*Material for the task:*

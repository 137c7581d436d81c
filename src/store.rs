use std::cell::{Cell, RefCell};
use std::collections::HashMap;
use std::fs;
use std::path::{Path, PathBuf};

use rusqlite::{params, Connection, OptionalExtension};
use serde_json::{Map, Value};

use crate::app_dirs::AppDirs;
use crate::error::StoreError;
use crate::stats::Stats;

/// Well-known key the stats record lives under in every backend.
pub const STATS_KEY: &str = "probabilisticSpinnerStats";

/// Durable home for the lifetime [`Stats`].
///
/// `load` never fails: absent or unreadable data comes back as defaults.
/// `save` replaces the stored record in full or not at all.
pub trait StatsStore {
    fn load(&self) -> Stats;
    fn save(&self, stats: &Stats) -> Result<(), StoreError>;
    /// Drop the stored record entirely.
    fn clear(&self) -> Result<(), StoreError>;
}

impl<T: StatsStore + ?Sized> StatsStore for Box<T> {
    fn load(&self) -> Stats {
        (**self).load()
    }

    fn save(&self, stats: &Stats) -> Result<(), StoreError> {
        (**self).save(stats)
    }

    fn clear(&self) -> Result<(), StoreError> {
        (**self).clear()
    }
}

/// JSON file holding a key -> record object, so other keys written by the
/// host application survive our writes.
#[derive(Debug, Clone)]
pub struct FileStatsStore {
    path: PathBuf,
}

impl FileStatsStore {
    #[allow(clippy::new_without_default)]
    pub fn new() -> Self {
        let path = AppDirs::stats_json_path().unwrap_or_else(|| PathBuf::from("hourspin_stats.json"));
        Self { path }
    }

    pub fn with_path<P: AsRef<Path>>(p: P) -> Self {
        Self {
            path: p.as_ref().to_path_buf(),
        }
    }

    pub fn path(&self) -> &Path {
        &self.path
    }

    /// `Ok(None)` when the file is absent or holds no usable JSON object.
    /// Any other read failure is an error so writes never clobber it.
    fn read_entries(&self) -> Result<Option<Map<String, Value>>, StoreError> {
        let bytes = match fs::read(&self.path) {
            Ok(bytes) => bytes,
            Err(err) if err.kind() == std::io::ErrorKind::NotFound => return Ok(None),
            Err(err) => return Err(err.into()),
        };

        match serde_json::from_slice::<Value>(&bytes) {
            Ok(Value::Object(entries)) => Ok(Some(entries)),
            Ok(_) => {
                tracing::warn!(path = ?self.path, "stats file is not a JSON object");
                Ok(None)
            }
            Err(err) => {
                tracing::warn!(path = ?self.path, error = %err, "failed to parse stats file");
                Ok(None)
            }
        }
    }

    fn write_entries(&self, entries: &Map<String, Value>) -> Result<(), StoreError> {
        if let Some(parent) = self.path.parent() {
            fs::create_dir_all(parent)?;
        }
        let data = serde_json::to_vec_pretty(entries)?;

        // write aside, then swap in
        let tmp = self.path.with_extension("json.tmp");
        fs::write(&tmp, data)?;
        fs::rename(&tmp, &self.path)?;
        Ok(())
    }
}

impl Default for FileStatsStore {
    fn default() -> Self {
        Self::new()
    }
}

impl StatsStore for FileStatsStore {
    fn load(&self) -> Stats {
        let entries = match self.read_entries() {
            Ok(entries) => entries,
            Err(err) => {
                tracing::warn!(path = ?self.path, error = %err, "failed to read stats file");
                None
            }
        };
        entries
            .and_then(|entries| entries.get(STATS_KEY).map(Stats::from_value_lenient))
            .unwrap_or_default()
    }

    fn save(&self, stats: &Stats) -> Result<(), StoreError> {
        let mut entries = match self.read_entries()? {
            Some(entries) => entries,
            None => {
                if self.path.exists() {
                    tracing::warn!(path = ?self.path, "replacing unparseable stats file");
                }
                Map::new()
            }
        };
        entries.insert(STATS_KEY.to_string(), serde_json::to_value(stats)?);
        self.write_entries(&entries)
    }

    fn clear(&self) -> Result<(), StoreError> {
        let Some(mut entries) = self.read_entries()? else {
            return Ok(());
        };
        if entries.remove(STATS_KEY).is_some() {
            self.write_entries(&entries)?;
        }
        Ok(())
    }
}

/// SQLite-backed key/value table.
#[derive(Debug)]
pub struct SqliteStatsStore {
    conn: Connection,
}

impl SqliteStatsStore {
    pub fn open<P: AsRef<Path>>(path: P) -> Result<Self, StoreError> {
        if let Some(parent) = path.as_ref().parent() {
            fs::create_dir_all(parent)?;
        }
        Self::init(Connection::open(path)?)
    }

    pub fn open_default() -> Result<Self, StoreError> {
        let path = AppDirs::stats_db_path().unwrap_or_else(|| PathBuf::from("hourspin_stats.db"));
        Self::open(path)
    }

    pub fn open_in_memory() -> Result<Self, StoreError> {
        Self::init(Connection::open_in_memory()?)
    }

    fn init(conn: Connection) -> Result<Self, StoreError> {
        conn.execute(
            r#"
            CREATE TABLE IF NOT EXISTS kv (
                key TEXT PRIMARY KEY,
                value TEXT NOT NULL,
                updated_at DATETIME DEFAULT CURRENT_TIMESTAMP
            )
            "#,
            [],
        )?;
        Ok(Self { conn })
    }

    fn read_value(&self) -> Result<Option<String>, StoreError> {
        let value = self
            .conn
            .query_row("SELECT value FROM kv WHERE key = ?1", [STATS_KEY], |row| {
                row.get::<_, String>(0)
            })
            .optional()?;
        Ok(value)
    }
}

impl StatsStore for SqliteStatsStore {
    fn load(&self) -> Stats {
        match self.read_value() {
            Ok(Some(text)) => Stats::from_json_lenient(text.as_bytes()),
            Ok(None) => Stats::default(),
            Err(err) => {
                tracing::warn!(error = %err, "failed to read stats row, using defaults");
                Stats::default()
            }
        }
    }

    fn save(&self, stats: &Stats) -> Result<(), StoreError> {
        let text = serde_json::to_string(stats)?;
        let tx = self.conn.unchecked_transaction()?;
        tx.execute(
            r#"
            INSERT INTO kv (key, value, updated_at) VALUES (?1, ?2, CURRENT_TIMESTAMP)
            ON CONFLICT(key) DO UPDATE SET value = excluded.value, updated_at = excluded.updated_at
            "#,
            params![STATS_KEY, text],
        )?;
        tx.commit()?;
        Ok(())
    }

    fn clear(&self) -> Result<(), StoreError> {
        self.conn
            .execute("DELETE FROM kv WHERE key = ?1", [STATS_KEY])?;
        Ok(())
    }
}

/// In-process key/value map. Writes can be made to fail on demand.
#[derive(Debug, Default)]
pub struct MemoryStatsStore {
    entries: RefCell<HashMap<String, String>>,
    fail_writes: Cell<bool>,
}

impl MemoryStatsStore {
    pub fn new() -> Self {
        Self::default()
    }

    pub fn with_stats(stats: &Stats) -> Result<Self, StoreError> {
        let store = Self::new();
        store.save(stats)?;
        Ok(store)
    }

    pub fn set_fail_writes(&self, fail: bool) {
        self.fail_writes.set(fail);
    }

    /// Raw stored text for a key.
    pub fn raw(&self, key: &str) -> Option<String> {
        self.entries.borrow().get(key).cloned()
    }

    pub fn insert_raw(&self, key: &str, value: &str) {
        self.entries
            .borrow_mut()
            .insert(key.to_string(), value.to_string());
    }
}

impl StatsStore for MemoryStatsStore {
    fn load(&self) -> Stats {
        self.raw(STATS_KEY)
            .map(|text| Stats::from_json_lenient(text.as_bytes()))
            .unwrap_or_default()
    }

    fn save(&self, stats: &Stats) -> Result<(), StoreError> {
        if self.fail_writes.get() {
            return Err(StoreError::Unavailable);
        }
        let text = serde_json::to_string(stats)?;
        self.entries.borrow_mut().insert(STATS_KEY.to_string(), text);
        Ok(())
    }

    fn clear(&self) -> Result<(), StoreError> {
        if self.fail_writes.get() {
            return Err(StoreError::Unavailable);
        }
        self.entries.borrow_mut().remove(STATS_KEY);
        Ok(())
    }
}
use std::time::Duration;

use serde::{Deserialize, Serialize};

use crate::runtime::EngineEvent;
use crate::scheduler::{Scheduler, TimerHandle};

pub const ONE_HOUR_SECS: u32 = 3600;

#[derive(Debug, Clone, Copy, PartialEq, Eq, Default, Serialize, Deserialize)]
#[serde(rename_all = "camelCase")]
pub enum CountdownStatus {
    #[default]
    Idle,
    Running,
    Paused,
    Expired,
}

/// Snapshot handed to the presentation layer.
#[derive(Debug, Clone, Copy, PartialEq, Eq, Serialize, Deserialize)]
#[serde(rename_all = "camelCase")]
pub struct CountdownState {
    pub remaining_seconds: u32,
    pub running: bool,
}

impl CountdownState {
    /// Split into (hours, minutes, seconds).
    pub fn hms(&self) -> (u32, u32, u32) {
        let secs = self.remaining_seconds;
        (secs / 3600, (secs % 3600) / 60, secs % 60)
    }
}

#[derive(Debug, Clone, Copy, PartialEq, Eq)]
pub enum TickOutcome {
    /// Stale or unexpected tick; state untouched.
    Ignored,
    Ticked { remaining_seconds: u32 },
    Expired,
}

/// One-hour countdown driven by a recurring scheduled tick.
///
/// Each run gets a fresh `generation`; ticks carrying an older generation are
/// dropped, so nothing scheduled before a pause or reset can touch the clock.
#[derive(Debug)]
pub struct CountdownTimer {
    status: CountdownStatus,
    remaining_seconds: u32,
    duration_secs: u32,
    tick_interval: Duration,
    generation: u64,
    tick: Option<TimerHandle>,
}

impl CountdownTimer {
    pub fn new(duration_secs: u32, tick_interval: Duration) -> Self {
        Self {
            status: CountdownStatus::Idle,
            remaining_seconds: duration_secs,
            duration_secs,
            tick_interval,
            generation: 0,
            tick: None,
        }
    }

    pub fn one_hour() -> Self {
        Self::new(ONE_HOUR_SECS, Duration::from_secs(1))
    }

    pub fn status(&self) -> CountdownStatus {
        self.status
    }

    pub fn remaining_seconds(&self) -> u32 {
        self.remaining_seconds
    }

    pub fn generation(&self) -> u64 {
        self.generation
    }

    pub fn state(&self) -> CountdownState {
        CountdownState {
            remaining_seconds: self.remaining_seconds,
            running: self.status == CountdownStatus::Running,
        }
    }

    /// Idle/Paused -> Running. No effect from Running or Expired.
    pub fn start<S: Scheduler + ?Sized>(&mut self, scheduler: &mut S) -> CountdownState {
        match self.status {
            CountdownStatus::Idle | CountdownStatus::Paused => {
                self.generation += 1;
                let handle = scheduler.schedule_repeating(
                    self.tick_interval,
                    EngineEvent::CountdownTick {
                        generation: self.generation,
                    },
                );
                self.tick = Some(handle);
                self.status = CountdownStatus::Running;
                tracing::debug!(
                    remaining_seconds = self.remaining_seconds,
                    generation = self.generation,
                    "countdown started"
                );
            }
            CountdownStatus::Running | CountdownStatus::Expired => {}
        }
        self.state()
    }

    /// Running -> Paused. No effect from any other state.
    pub fn pause<S: Scheduler + ?Sized>(&mut self, scheduler: &mut S) -> CountdownState {
        if self.status == CountdownStatus::Running {
            self.cancel_tick(scheduler);
            self.status = CountdownStatus::Paused;
            tracing::debug!(remaining_seconds = self.remaining_seconds, "countdown paused");
        }
        self.state()
    }

    /// Any state -> Idle with a full hour on the clock.
    pub fn reset<S: Scheduler + ?Sized>(&mut self, scheduler: &mut S) -> CountdownState {
        self.cancel_tick(scheduler);
        self.generation += 1;
        self.remaining_seconds = self.duration_secs;
        self.status = CountdownStatus::Idle;
        self.state()
    }

    pub fn on_tick<S: Scheduler + ?Sized>(
        &mut self,
        scheduler: &mut S,
        generation: u64,
    ) -> TickOutcome {
        if self.status != CountdownStatus::Running || generation != self.generation {
            tracing::trace!(
                generation,
                current = self.generation,
                "ignoring stale countdown tick"
            );
            return TickOutcome::Ignored;
        }

        self.remaining_seconds = self.remaining_seconds.saturating_sub(1);
        if self.remaining_seconds == 0 {
            self.cancel_tick(scheduler);
            self.status = CountdownStatus::Expired;
            tracing::info!("countdown expired");
            return TickOutcome::Expired;
        }

        TickOutcome::Ticked {
            remaining_seconds: self.remaining_seconds,
        }
    }

    fn cancel_tick<S: Scheduler + ?Sized>(&mut self, scheduler: &mut S) {
        if let Some(handle) = self.tick.take() {
            scheduler.cancel(handle);
        }
    }
}

impl Default for CountdownTimer {
    fn default() -> Self {
        Self::one_hour()
    }
}
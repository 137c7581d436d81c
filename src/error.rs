use thiserror::Error;

/// Session parameters that cannot start a session.
#[derive(Debug, Clone, Copy, PartialEq, Eq, Error)]
pub enum ValidationError {
    #[error("total hours must be between 1 and 24, got {total}")]
    TotalHoursOutOfRange { total: i32 },

    #[error("desired game hours cannot be negative, got {game}")]
    NegativeGameHours { game: i32 },

    #[error("desired game hours ({game}) cannot exceed total session hours ({total})")]
    GameHoursExceedTotal { game: i32, total: i32 },
}

/// Why an operation was refused in the controller's current state.
#[derive(Debug, Clone, Copy, PartialEq, Eq, Error)]
pub enum RejectReason {
    #[error("a session is already in progress")]
    SessionAlreadyActive,

    #[error("no session is active")]
    NoActiveSession,

    #[error("the previous hour is still being resolved")]
    ResolutionInFlight,

    #[error("no hour resolution is pending")]
    NoPendingResolution,

    #[error("resolution ticket does not match the pending hour")]
    StaleResolution,
}

#[derive(Debug, Clone, Copy, PartialEq, Eq, Error)]
pub enum EngineError {
    #[error("invalid session parameters: {0}")]
    Validation(#[from] ValidationError),

    #[error("rejected: {0}")]
    Rejected(RejectReason),
}

impl From<RejectReason> for EngineError {
    fn from(reason: RejectReason) -> Self {
        EngineError::Rejected(reason)
    }
}

/// Persistence read/write failure.
#[derive(Debug, Error)]
pub enum StoreError {
    #[error("IO error: {0}")]
    Io(#[from] std::io::Error),

    #[error("JSON error: {0}")]
    Json(#[from] serde_json::Error),

    #[error("sqlite error: {0}")]
    Sqlite(#[from] rusqlite::Error),

    #[error("simulated write failure")]
    Unavailable,
}

#[derive(Debug, Clone, PartialEq, Eq, Error)]
pub enum ConfigError {
    #[error("{field} must be greater than zero")]
    ZeroDuration { field: &'static str },
}

#[cfg(test)]
mod tests {
    use super::*;

    #[test]
    fn test_validation_messages() {
        let err = ValidationError::TotalHoursOutOfRange { total: 25 };
        assert_eq!(err.to_string(), "total hours must be between 1 and 24, got 25");

        let err = ValidationError::GameHoursExceedTotal { game: 5, total: 3 };
        assert_eq!(
            err.to_string(),
            "desired game hours (5) cannot exceed total session hours (3)"
        );
    }

    #[test]
    fn test_engine_error_from_reason() {
        let err: EngineError = RejectReason::NoActiveSession.into();
        assert_eq!(err, EngineError::Rejected(RejectReason::NoActiveSession));
        assert_eq!(err.to_string(), "rejected: no session is active");
    }
}
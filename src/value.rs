use chrono::{NaiveDate, NaiveDateTime, NaiveTime};

/// A single column value, already converted from its wire encoding.
///
/// Text and binary row decoding converge on this type: whichever protocol a result
/// set was produced under, callers see the same `Value` variants.
#[derive(Debug, Clone, PartialEq)]
pub enum Value {
    Null,
    Bool(bool),
    I64(i64),
    U64(u64),
    F32(f32),
    F64(f64),
    Bytes(Vec<u8>),
    String(String),
    Date(NaiveDate),
    Time(NaiveTime),
    DateTime(NaiveDateTime),
    /// A column whose wire representation this driver does not further interpret
    /// (e.g. GEOMETRY, NEWDATE) — the raw bytes as received.
    Raw(Vec<u8>),
}

impl Value {
    pub fn is_null(&self) -> bool {
        matches!(self, Value::Null)
    }

    pub fn as_str(&self) -> Option<&str> {
        match self {
            Value::String(s) => Some(s.as_str()),
            _ => None,
        }
    }

    pub fn as_bytes(&self) -> Option<&[u8]> {
        match self {
            Value::Bytes(b) | Value::Raw(b) => Some(b.as_slice()),
            _ => None,
        }
    }

    pub fn as_i64(&self) -> Option<i64> {
        match self {
            Value::I64(v) => Some(*v),
            Value::U64(v) => i64::try_from(*v).ok(),
            _ => None,
        }
    }

    pub fn as_u64(&self) -> Option<u64> {
        match self {
            Value::U64(v) => Some(*v),
            Value::I64(v) => u64::try_from(*v).ok(),
            _ => None,
        }
    }

    pub fn as_f64(&self) -> Option<f64> {
        match self {
            Value::F64(v) => Some(*v),
            Value::F32(v) => Some(*v as f64),
            _ => None,
        }
    }

    pub fn as_bool(&self) -> Option<bool> {
        match self {
            Value::Bool(v) => Some(*v),
            _ => None,
        }
    }
}

#[cfg(test)]
mod tests {
    use super::*;

    #[test]
    fn it_reports_null() {
        assert!(Value::Null.is_null());
        assert!(!Value::I64(0).is_null());
    }

    #[test]
    fn it_widens_between_signed_and_unsigned() {
        assert_eq!(Value::U64(5).as_i64(), Some(5));
        assert_eq!(Value::I64(-1).as_u64(), None);
    }
}
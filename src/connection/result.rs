use std::rc::Rc;

use crate::connection::{ingest, Connection};
use crate::protocol::column_def::ColumnDefinition;
use crate::row::Row;
use crate::transport::Transport;

/// A cursor over a connection's current in-flight result rows.
///
/// Borrows the connection exclusively for its lifetime, so the borrow checker rules out
/// issuing a new command while a stream is alive — there is no separate command-id check
/// to invalidate a stale cursor, because a stale cursor cannot coexist with a live `&mut
/// Connection` in the first place.
pub struct ResultStream<'c, T: Transport> {
    connection: &'c mut Connection<T>,
    columns: Rc<[ColumnDefinition]>,
    binary: bool,
    done: bool,
}

impl<'c, T: Transport> ResultStream<'c, T> {
    pub(crate) fn new(connection: &'c mut Connection<T>, columns: Rc<[ColumnDefinition]>, binary: bool) -> Self {
        Self {
            connection,
            columns,
            binary,
            done: false,
        }
    }

    pub fn columns(&self) -> &[ColumnDefinition] {
        &self.columns
    }

    /// Reads the next row, or `None` once the terminating EOF has been consumed.
    pub fn next(&mut self) -> crate::Result<Option<Row>> {
        if self.done {
            return Ok(None);
        }

        match ingest::next_row(&mut self.connection.packets, &self.columns, self.binary)? {
            Some(values) => Ok(Some(Row {
                columns: Rc::clone(&self.columns),
                values,
            })),
            None => {
                self.done = true;
                self.connection.rows_pending = false;
                self.connection.binary_pending = false;
                Ok(None)
            }
        }
    }

    /// Materializes every remaining row into a [`ResultSet`].
    pub fn collect(mut self) -> crate::Result<ResultSet> {
        let mut rows = Vec::new();
        while let Some(row) = self.next()? {
            rows.push(row);
        }
        Ok(ResultSet {
            columns: Rc::clone(&self.columns),
            rows,
        })
    }
}

impl<'c, T: Transport> Drop for ResultStream<'c, T> {
    fn drop(&mut self) {
        if !self.done {
            let _ = ingest::purge(&mut self.connection.packets, &self.columns, self.binary);
            self.connection.rows_pending = false;
            self.connection.binary_pending = false;
        }
    }
}

/// A buffered materialization of a [`ResultStream`]: every row already read into memory.
#[derive(Debug, Clone)]
pub struct ResultSet {
    columns: Rc<[ColumnDefinition]>,
    rows: Vec<Row>,
}

impl ResultSet {
    pub fn columns(&self) -> &[ColumnDefinition] {
        &self.columns
    }

    pub fn len(&self) -> usize {
        self.rows.len()
    }

    pub fn is_empty(&self) -> bool {
        self.rows.is_empty()
    }

    pub fn get(&self, index: usize) -> Option<&Row> {
        self.rows.get(index)
    }

    pub fn iter(&self) -> std::slice::Iter<'_, Row> {
        self.rows.iter()
    }
}

impl IntoIterator for ResultSet {
    type Item = Row;
    type IntoIter = std::vec::IntoIter<Row>;

    fn into_iter(self) -> Self::IntoIter {
        self.rows.into_iter()
    }
}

*Work instructions:* Which of the lines in the data hold the string "return"? Report each of them by copying it.

*Worked solution:*
            Err(err) if err.kind() == std::io::ErrorKind::NotFound => return Ok(None),
            Err(err) => return Err(err.into()),
            return Ok(());
            return Err(StoreError::Unavailable);
            return Err(StoreError::Unavailable);
            return TickOutcome::Ignored;
            return TickOutcome::Expired;
            return Ok(None);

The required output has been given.